Digital integrated circuit chips are composed of many millions of gates that make up various functional components on a chip such as flip-flops, multiplexers, logic circuits, etc. A given chip design may have thousands of flip-flops scattered throughout the chip.
In order to effectively and efficiently test a given chip, certain test features are typically incorporated into the chip design for testing purposes. Before a chip is actually taped out and manufactured, the chip design is first simulated in software using various simulation tools such as, for example, a Verilog Test Bench. By simulating the design of the chip, the design features of the chip may be thoroughly tested before the expense and time of actually manufacturing the chip is incurred.

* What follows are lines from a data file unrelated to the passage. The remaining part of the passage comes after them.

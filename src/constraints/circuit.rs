//! The circuit constraint: successor variables `x[0..n)` must form a single Hamiltonian cycle,
//! where `x[i] = j` means node `j` follows node `i`.
//!
//! Assigned edges are tracked as disjoint paths in a union-find shape: `head[i]` points towards
//! the first node of the path containing `i`, and the root stores the path's tail and length.
//! Assigning `x[i] = j` consumes `j` from the inbound pool (no two edges may enter one node),
//! rejects closing a path shorter than `n`, merges the two paths otherwise, and forbids the edge
//! that would close the merged path early; once the path covers all nodes, closing it is forced.
//! Each merge records its own undo entry, so rewinding unwinds them newest-first.

use enumset::enum_set;
use enumset::EnumSet;

use super::Constraint;
use super::ConstraintState;
use super::PropagationContext;
use crate::basic_types::HashMap;
use crate::basic_types::HashSet;
use crate::engine::assignments::Assignments;
use crate::engine::domains::DomainEvent;
use crate::engine::variables::DecisionLevel;
use crate::engine::variables::VariableId;
use crate::engine::variables::NO_SAVED_LEVEL;
use crate::kabocha_assert_moderate;

/// `circuit(vars)` over 0-based successor values.
#[derive(Debug)]
pub struct Circuit {
    vars: Vec<VariableId>,
    n: usize,

    /// Parent pointers towards the first node of each path; `head[i] == i` marks a path root.
    head: Vec<usize>,
    /// `tail[root]` is the last node of the root's path.
    tail: Vec<usize>,
    /// `size[root]` is the number of nodes on the root's path.
    size: Vec<usize>,

    /// Sparse pool of the nodes that still have no inbound edge.
    pool_values: Vec<i64>,
    pool_slots: HashMap<i64, usize>,
    pool_len: usize,

    last_dirty_level: DecisionLevel,
}

/// Creates the constraint that `vars` encode one Hamiltonian cycle over nodes `0..vars.len()`.
pub fn circuit(vars: Vec<VariableId>) -> Circuit {
    let n = vars.len();
    Circuit {
        vars,
        n,
        head: Vec::new(),
        tail: Vec::new(),
        size: Vec::new(),
        pool_values: Vec::new(),
        pool_slots: HashMap::default(),
        pool_len: 0,
        last_dirty_level: NO_SAVED_LEVEL,
    }
}

impl Circuit {
    fn find(&self, mut node: usize) -> usize {
        while self.head[node] != node {
            node = self.head[node];
        }
        node
    }

    fn pool_contains(&self, value: i64) -> bool {
        self.pool_slots
            .get(&value)
            .is_some_and(|&slot| slot < self.pool_len)
    }

    fn pool_remove(&mut self, value: i64) -> bool {
        let Some(&slot) = self.pool_slots.get(&value) else {
            return false;
        };
        if slot >= self.pool_len {
            return false;
        }
        let last = self.pool_len - 1;
        let moved = self.pool_values[last];
        self.pool_values.swap(slot, last);
        let _ = self.pool_slots.insert(moved, slot);
        let _ = self.pool_slots.insert(value, last);
        self.pool_len = last;
        true
    }

    fn mark_dirty_once(&mut self, ctx: &mut PropagationContext<'_>, level: DecisionLevel) {
        if self.last_dirty_level != level {
            self.last_dirty_level = level;
            ctx.mark_dirty(level);
        }
    }

    /// Integrates the assigned edge `successor(from) = to` into the path bookkeeping.
    fn apply_edge(
        &mut self,
        ctx: &mut PropagationContext<'_>,
        level: DecisionLevel,
        from: usize,
        to_value: i64,
    ) -> bool {
        if to_value < 0 || to_value as usize >= self.n {
            return false;
        }
        let to = to_value as usize;
        if self.n > 1 && to == from {
            return false;
        }

        self.mark_dirty_once(ctx, level);

        if !self.pool_contains(to_value) {
            // Some other node already feeds into `to`.
            return false;
        }

        let from_root = self.find(from);
        let to_root = self.find(to);

        if from_root == to_root {
            // Closing a path is only allowed when it spans every node.
            if self.size[from_root] != self.n {
                return false;
            }
            ctx.save_state(
                level,
                ConstraintState::CircuitClose {
                    old_pool_len: self.pool_len,
                },
            );
            let removed = self.pool_remove(to_value);
            kabocha_assert_moderate!(removed);
            return true;
        }

        // `to` has no inbound edge yet, so it is the first node of its path.
        kabocha_assert_moderate!(to_root == to);
        ctx.save_state(
            level,
            ConstraintState::CircuitMerge {
                path_root: from_root,
                absorbed_root: to_root,
                old_tail: self.tail[from_root],
                old_size: self.size[from_root],
                old_pool_len: self.pool_len,
            },
        );
        let removed = self.pool_remove(to_value);
        kabocha_assert_moderate!(removed);

        self.head[to_root] = from_root;
        self.tail[from_root] = self.tail[to_root];
        self.size[from_root] += self.size[to_root];

        let new_tail = self.tail[from_root];
        if self.size[from_root] == self.n {
            // All nodes are on one path; the tour must close.
            ctx.enqueue_instantiate(self.vars[new_tail], from_root as i64);
        } else {
            // The tail looping back onto the head would form a short subtour.
            ctx.enqueue_remove_value(self.vars[new_tail], from_root as i64);
        }
        true
    }
}

impl Constraint for Circuit {
    fn name(&self) -> &str {
        "circuit"
    }

    fn variables(&self) -> &[VariableId] {
        &self.vars
    }

    fn subscriptions(&self) -> EnumSet<DomainEvent> {
        enum_set!(DomainEvent::Instantiate)
    }

    fn presolve(&mut self, ctx: &mut PropagationContext<'_>) -> bool {
        let mut seen = HashSet::default();
        if !self.vars.iter().all(|&var| seen.insert(var)) {
            return false;
        }

        if self.n == 1 {
            return ctx.instantiate(0, self.vars[0], 0);
        }
        for node in 0..self.n {
            let var = self.vars[node];
            if !ctx.set_min(0, var, 0) || !ctx.set_max(0, var, self.n as i64 - 1) {
                return false;
            }
            if !ctx.remove_value(0, var, node as i64) {
                return false;
            }
        }
        true
    }

    fn prepare_propagation(&mut self, ctx: &mut PropagationContext<'_>) -> bool {
        self.last_dirty_level = NO_SAVED_LEVEL;
        self.head = (0..self.n).collect();
        self.tail = (0..self.n).collect();
        self.size = vec![1; self.n];
        self.pool_values = (0..self.n as i64).collect();
        self.pool_slots = self
            .pool_values
            .iter()
            .enumerate()
            .map(|(slot, &value)| (value, slot))
            .collect();
        self.pool_len = self.n;

        // Replay edges fixed during presolve.
        for node in 0..self.n {
            let var = self.vars[node];
            if ctx.is_instantiated(var) {
                let value = ctx.value(var);
                if !self.apply_edge(ctx, 0, node, value) {
                    return false;
                }
            }
        }
        true
    }

    fn on_instantiate(
        &mut self,
        ctx: &mut PropagationContext<'_>,
        level: DecisionLevel,
        _var: VariableId,
        slot: usize,
        value: i64,
        _prev_min: i64,
        _prev_max: i64,
    ) -> bool {
        if !self.apply_edge(ctx, level, slot, value) {
            return false;
        }
        // No other node may enter the same successor.
        for other_slot in 0..self.n {
            if other_slot == slot {
                continue;
            }
            let other = self.vars[other_slot];
            if !ctx.is_instantiated(other) {
                ctx.enqueue_remove_value(other, value);
            }
        }
        true
    }

    fn is_satisfied(&self, assignments: &Assignments) -> Option<bool> {
        if self
            .vars
            .iter()
            .any(|&var| !assignments.is_instantiated(var))
        {
            return None;
        }
        // Walk the successors from node 0; a tour visits every node once and returns.
        let mut visited = vec![false; self.n];
        let mut node = 0usize;
        for _ in 0..self.n {
            if visited[node] {
                return Some(false);
            }
            visited[node] = true;
            let next = assignments.value(self.vars[node]);
            if next < 0 || next as usize >= self.n {
                return Some(false);
            }
            node = next as usize;
        }
        Some(node == 0)
    }

    fn restore_state(&mut self, state: ConstraintState) {
        match state {
            ConstraintState::CircuitMerge {
                path_root,
                absorbed_root,
                old_tail,
                old_size,
                old_pool_len,
            } => {
                self.head[absorbed_root] = absorbed_root;
                self.tail[path_root] = old_tail;
                self.size[path_root] = old_size;
                self.pool_len = old_pool_len;
            }
            ConstraintState::CircuitClose { old_pool_len } => {
                self.pool_len = old_pool_len;
            }
            _ => {}
        }
    }

    fn rewind_to(&mut self, _save_point: DecisionLevel) {
        self.last_dirty_level = NO_SAVED_LEVEL;
    }
}

#[cfg(test)]
mod tests {
    use crate::constraints::circuit;
    use crate::engine::test_helper::TestHarness;

    fn harness_with_circuit(n: i64) -> (TestHarness, Vec<crate::VariableId>) {
        let mut harness = TestHarness::new();
        let vars: Vec<_> = (0..n).map(|_| harness.new_variable(0, n - 1)).collect();
        harness.post(circuit(vars.clone()));
        (harness, vars)
    }

    #[test]
    fn self_loops_are_removed_at_the_root() {
        let (mut harness, vars) = harness_with_circuit(4);

        assert!(harness.prepare());
        for (node, &var) in vars.iter().enumerate() {
            assert!(!harness.contains(var, node as i64));
        }
    }

    #[test]
    fn short_subtours_are_forbidden() {
        let (mut harness, vars) = harness_with_circuit(4);

        assert!(harness.prepare());
        assert!(harness.decide(vars[0], 1));
        // Closing 0 -> 1 -> 0 would leave nodes 2 and 3 out.
        assert!(!harness.contains(vars[1], 0));
    }

    #[test]
    fn completing_path_forces_the_closing_edge() {
        let (mut harness, vars) = harness_with_circuit(4);

        assert!(harness.prepare());
        assert!(harness.decide(vars[0], 1));
        assert!(harness.decide(vars[1], 2));
        // The path 0 -> 1 -> 2 -> 3 covers all nodes, so 3 -> 0 is forced.
        assert!(harness.decide(vars[2], 3));
        assert_eq!(harness.value(vars[3]), Some(0));
    }

    #[test]
    fn duplicate_successor_is_rejected() {
        let (mut harness, vars) = harness_with_circuit(4);

        assert!(harness.prepare());
        assert!(harness.decide(vars[0], 2));
        // Forward checking removed 2 from every other successor domain.
        assert!(!harness.contains(vars[1], 2));
        assert!(!harness.contains(vars[3], 2));
    }

    #[test]
    fn backtracking_unwinds_path_merges() {
        let (mut harness, vars) = harness_with_circuit(4);

        assert!(harness.prepare());
        assert!(harness.decide(vars[0], 1));
        assert!(harness.decide(vars[1], 2));
        harness.backtrack_to(0);

        // The merges were unwound, so a different tour is accepted end to end.
        assert!(harness.decide(vars[0], 3));
        assert!(harness.decide(vars[3], 1));
        assert!(harness.decide(vars[1], 2));
        assert_eq!(harness.value(vars[2]), Some(0));
    }
}
impl Constraint for IntLinearNe {
    fn name(&self) -> &str {
        "int_lin_ne"
    }

    fn variables(&self) -> &[VariableId] {
        &self.vars
    }

    fn subscriptions(&self) -> EnumSet<DomainEvent> {
        enum_set!(DomainEvent::Instantiate)
    }

    fn presolve(&mut self, ctx: &mut PropagationContext<'_>) -> bool {
        self.recompute(ctx.assignments());
        if self.unfixed == 0 {
            return self.fixed_sum != self.rhs;
        }
        if self.unfixed == 1 {
            let slot = self
                .vars
                .iter()
                .position(|&var| !ctx.is_instantiated(var))
                .expect("checked unfixed == 1");
            let c = self.coefficients[slot];
            let remaining = self.rhs - self.fixed_sum;
            if remaining % c == 0 {
                return ctx.remove_value(0, self.vars[slot], remaining / c);
            }
        }
        true
    }

    fn prepare_propagation(&mut self, ctx: &mut PropagationContext<'_>) -> bool {
        self.last_saved_level = NO_SAVED_LEVEL;
        self.recompute(ctx.assignments());
        if self.unfixed == 0 {
            return self.fixed_sum != self.rhs;
        }
        if self.unfixed == 1 {
            self.exclude_forbidden_value(ctx);
        }
        true
    }

    fn on_instantiate(
        &mut self,
        ctx: &mut PropagationContext<'_>,
        level: DecisionLevel,
        _var: VariableId,
        slot: usize,
        value: i64,
        _prev_min: i64,
        _prev_max: i64,
    ) -> bool {
        if self.last_saved_level != level {
            self.last_saved_level = level;
            ctx.save_state(
                level,
                ConstraintState::Linear {
                    fixed_sum: self.fixed_sum,
                    min_potential: 0,
                    max_potential: 0,
                    unfixed: self.unfixed,
                },
            );
            ctx.mark_dirty(level);
        }

        self.fixed_sum += self.coefficients[slot] * value;
        kabocha_assert_moderate!(self.unfixed > 0);
        self.unfixed -= 1;

        match self.unfixed {
            0 => self.fixed_sum != self.rhs,
            1 => {
                self.exclude_forbidden_value(ctx);
                true
            }
            _ => true,
        }
    }

    fn is_satisfied(&self, assignments: &Assignments) -> Option<bool> {
        let mut total_min = 0;
        let mut total_max = 0;
        for slot in 0..self.vars.len() {
            let c = self.coefficients[slot];
            let (low, high) = (
                assignments.lower_bound(self.vars[slot]),
                assignments.upper_bound(self.vars[slot]),
            );
            if c >= 0 {
                total_min += c * low;
                total_max += c * high;
            } else {
                total_min += c * high;
                total_max += c * low;
            }
        }
        if total_min == total_max {
            Some(total_min != self.rhs)
        } else if self.rhs < total_min || self.rhs > total_max {
            Some(true)
        } else {
            None
        }
    }

    fn restore_state(&mut self, state: ConstraintState) {
        if let ConstraintState::Linear {
            fixed_sum, unfixed, ..
        } = state
        {
            self.fixed_sum = fixed_sum;
            self.unfixed = unfixed;
        }
    }

    fn rewind_to(&mut self, _save_point: DecisionLevel) {
        self.last_saved_level = NO_SAVED_LEVEL;
    }
}

#[cfg(test)]
mod tests {
    use crate::constraints::int_lin_eq;
    use crate::constraints::int_lin_le;
    use crate::constraints::int_lin_ne;
    use crate::engine::test_helper::TestHarness;

    #[test]
    fn equality_tightens_bounds_at_the_root() {
        let mut harness = TestHarness::new();
        let x = harness.new_variable(0, 9);
        let y = harness.new_variable(0, 9);
        harness.post(int_lin_eq(vec![1, 1], vec![x, y], 3));

        assert!(harness.prepare());
        harness.assert_bounds(x, 0, 3);
        harness.assert_bounds(y, 0, 3);
    }

    #[test]
    fn fixing_all_but_one_variable_solves_the_last_exactly() {
        let mut harness = TestHarness::new();
        let x = harness.new_variable(0, 9);
        let y = harness.new_variable(0, 9);
        let z = harness.new_variable(0, 9);
        harness.post(int_lin_eq(vec![1, 1, 1], vec![x, y, z], 5));

        assert!(harness.prepare());
        assert!(harness.decide(x, 0));
        assert!(harness.decide(y, 0));
        assert_eq!(harness.value(z), Some(5));
    }

    #[test]
    fn unreachable_target_fails() {
        let mut harness = TestHarness::new();
        let x = harness.new_variable(0, 2);
        let y = harness.new_variable(0, 2);
        harness.post(int_lin_eq(vec![1, 1], vec![x, y], 9));

        assert!(!harness.prepare());
    }

    #[test]
    fn negative_coefficients_bound_from_the_other_side() {
        let mut harness = TestHarness::new();
        let x = harness.new_variable(0, 10);
        let y = harness.new_variable(0, 10);
        // x - y <= -4, so x <= y - 4.
        harness.post(int_lin_le(vec![1, -1], vec![x, y], -4));

        assert!(harness.prepare());
        harness.assert_bounds(x, 0, 6);
        harness.assert_bounds(y, 4, 10);

        assert!(harness.decide(y, 5));
        assert_eq!(harness.upper_bound(x), 1);
    }

    #[test]
    fn disequality_excludes_the_completing_value() {
        let mut harness = TestHarness::new();
        let x = harness.new_variable(0, 5);
        let y = harness.new_variable(0, 5);
        harness.post(int_lin_ne(vec![1, 1], vec![x, y], 4));

        assert!(harness.prepare());
        assert!(harness.decide(x, 1));
        assert!(!harness.contains(y, 3));
        assert!(harness.contains(y, 2));
    }

    #[test]
    fn backtracking_restores_the_running_scalars() {
        let mut harness = TestHarness::new();
        let x = harness.new_variable(0, 9);
        let y = harness.new_variable(0, 9);
        let z = harness.new_variable(0, 9);
        harness.post(int_lin_eq(vec![1, 1, 1], vec![x, y, z], 5));

        assert!(harness.prepare());
        assert!(harness.decide(x, 5));
        assert_eq!(harness.value(y), Some(0));
        assert_eq!(harness.value(z), Some(0));

        harness.backtrack_to(0);
        // After the rewind the same deduction chain works again.
        assert!(harness.decide(x, 2));
        harness.assert_bounds(y, 0, 3);
        harness.assert_bounds(z, 0, 3);
    }
}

Pattern verification is a critical phase in testing of chips. A scan pattern is a digital string of binary ones and zeros that may be shifted through a scan chain of flip-flops in the chip design. Every scan pattern cycle is composed of two phases. The first phase is the load_unload phase where new data is shifted into the scan chains of flip-flops. The second phase is the capture phase where the data is captured into the flip-flops by applying a clock pulse.
Typically, the flip-flops in a digital integrated circuit design are designed such that they have normal data inputs and outputs (D and Q) and test inputs such as TI (test data input) and TE (test enable input). During simulation, the flip-flops may be placed in the test mode by enabling the TE input. Data may then be clocked into the flip-flops through the TI input instead of the normal D data input. During testing, the flip-flops of the chip are chained together to form multiple scan chains. The output Q of a given flip-flop is connected to the input TI of a next flip-flop. Each scan chain may comprise, typically, 5000 to 10,000 flip-flops.
The length of the load_unload phase is equal to the length of the longest scan chain of flip-flops. In multimillion gate designs, the longest chain may have thousands of flip-flops. Most of the time, simulating the scan patterns through the scan chains is spent shifting the data into and out of the scan chains. No matter what the length of any given scan chain, the load_unload phase is still equal to the length of the longest scan chain of flip-flops. If one scan chain is very short and another scan chain is very long, the longest scan chain drives the time it takes to perform the scan test since the scan chains are typically clocked in parallel.
Further limitations and disadvantages of conventional and traditional approaches will become apparent to one of skill in the art, through comparison of such systems with the present invention as set forth in the remainder of the present application with reference to the drawings.